[Exercise inputs]

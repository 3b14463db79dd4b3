use std::sync::atomic::{AtomicBool, Ordering};

static QUIET: AtomicBool = AtomicBool::new(false);

#[derive(Debug, Clone, Copy, PartialEq, Eq)]
pub enum Level {
    Info,
    Warn,
    Error,
}

impl Level {
    fn tag(self) -> &'static str {
        match self {
            Self::Info => "HPCENV_INFO",
            Self::Warn => "HPCENV_WARN",
            Self::Error => "HPCENV_ERROR",
        }
    }
}

/// Quiet mode drops info lines; warnings and errors always print.
pub fn set_quiet(quiet: bool) {
    QUIET.store(quiet, Ordering::Relaxed);
}

fn sanitize_value(value: &str) -> String {
    let mut out = String::with_capacity(value.len());
    let mut prev_sep = false;
    for ch in value.chars() {
        if ch.is_ascii_whitespace() {
            if !out.is_empty() && !prev_sep {
                out.push('_');
                prev_sep = true;
            }
        } else if ch.is_ascii_graphic() {
            out.push(ch);
            prev_sep = false;
        }
    }
    let trimmed = out.trim_matches('_');
    if trimmed.is_empty() {
        "na".to_string()
    } else {
        trimmed.to_string()
    }
}

fn render(level: Level, run: &str, stage: &str, action: &str, target: &str, detail: &str) -> String {
    format!(
        "{} run={} stage={} action={} target={} detail={}",
        level.tag(),
        sanitize_value(run),
        sanitize_value(stage),
        sanitize_value(action),
        sanitize_value(target),
        sanitize_value(detail),
    )
}

pub fn emit(level: Level, run: &str, stage: &str, action: &str, target: &str, detail: &str) {
    if level == Level::Info && QUIET.load(Ordering::Relaxed) {
        return;
    }
    eprintln!("{}", render(level, run, stage, action, target, detail));
}

pub fn info(run: &str, stage: &str, action: &str, target: &str, detail: &str) {
    emit(Level::Info, run, stage, action, target, detail);
}

pub fn warn(run: &str, stage: &str, action: &str, target: &str, detail: &str) {
    emit(Level::Warn, run, stage, action, target, detail);
}

pub fn error(run: &str, stage: &str, action: &str, target: &str, detail: &str) {
    emit(Level::Error, run, stage, action, target, detail);
}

[/Exercise inputs]

▶ _Exercise prompt_
In the material above, the line with "emit(Level::Info, run, stage, action, target, detail);" marks the start. Print it and every line after it through the last, exactly.

▶ _Response for this exercise_
    emit(Level::Info, run, stage, action, target, detail);
}

pub fn warn(run: &str, stage: &str, action: &str, target: &str, detail: &str) {
    emit(Level::Warn, run, stage, action, target, detail);
}

pub fn error(run: &str, stage: &str, action: &str, target: &str, detail: &str) {
    emit(Level::Error, run, stage, action, target, detail);
}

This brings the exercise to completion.